Their popularity stems from the bed's swaddling technique, which is meant to help an anxious or stressed dog feel safe, warm, soft, and secure, significantly reducing your dog's stress level.
Dogs like humans love to snuggle up and feel warm, cozy and safe!
A calming dog bed is a perfect alternative (or rather, the next best thing) to constant cuddling with their favorite human.
So why not try buying calming beds for dogs, to help ease dog stress at home and combat separation anxiety in dogs
Conclusion - Calming Your Dog and Reducing Their Stress Levels
Dog stress and separation anxiety is not an abnormal occurrence. It is especially common in many dogs that live in the city, that are cooped up all day with little to no exercise and attention and lots of loud noises in their environment.
Although ordinary, that does not mean we, as owners, can allow ourselves to abandon or dismiss our pet's feelings. You need to find a way to help your dog as soon as is possible.
This is because stress in dogs can escalate quickly for many pet dogs, if not treated, to help reduce the root causes of dog anxiety, can soon turn into a very anxious dog.
It's essential to help minimize dog stress as the behavioral issues associated with this are reported to be the leading causes of dogs' re-homing in today's society.
This upheaval of re-homing does not help with the dog's anxiety in the long run for the dogs themselves.
It is essential to stay vigilant and watch for signs of stress, anxiety (separation or otherwise), fear, or trauma in your dog.
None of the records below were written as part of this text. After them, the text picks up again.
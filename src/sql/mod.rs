//! Azure SQL recommended elastic pools.
//!
//! Read-only access to the pool sizing recommendations of a server through
//! [`RecommendedElasticPoolsClient`].

mod models;
mod recommended_elastic_pools;

pub use models::{
    DatabaseInner, DatabaseProperties, RecommendedElasticPoolInner, RecommendedElasticPoolMetric,
    RecommendedElasticPoolProperties,
};
pub use recommended_elastic_pools::{RecommendedElasticPoolsClient, API_VERSION};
It is equally crucial not to rule outlying issues, such as an illness, injury, or disease. Visiting a licensed vet is your best bet in finding any problems that need immediate attention and cannot be ruled out as an option.
If your pet dog seems to be lacking physical attention or mental stimulation, it is your responsibility to entertain, educate, and spend time with them to help your dog feel better about life.
It is easy to disassociate yourself from the situation, blaming work for your shortage of time. However, this is not something you can explain to your dog, even if you tried.
Besides noticing your dog's distress, be sure to act on it and get them the help they need. Like humans, dogs are prone to depression, which will only further their stress and anxiety.
Getting to the root of the problem is your job as their guardians and their friend. Dogs are precious and help to de-stress us, so you should return the favor!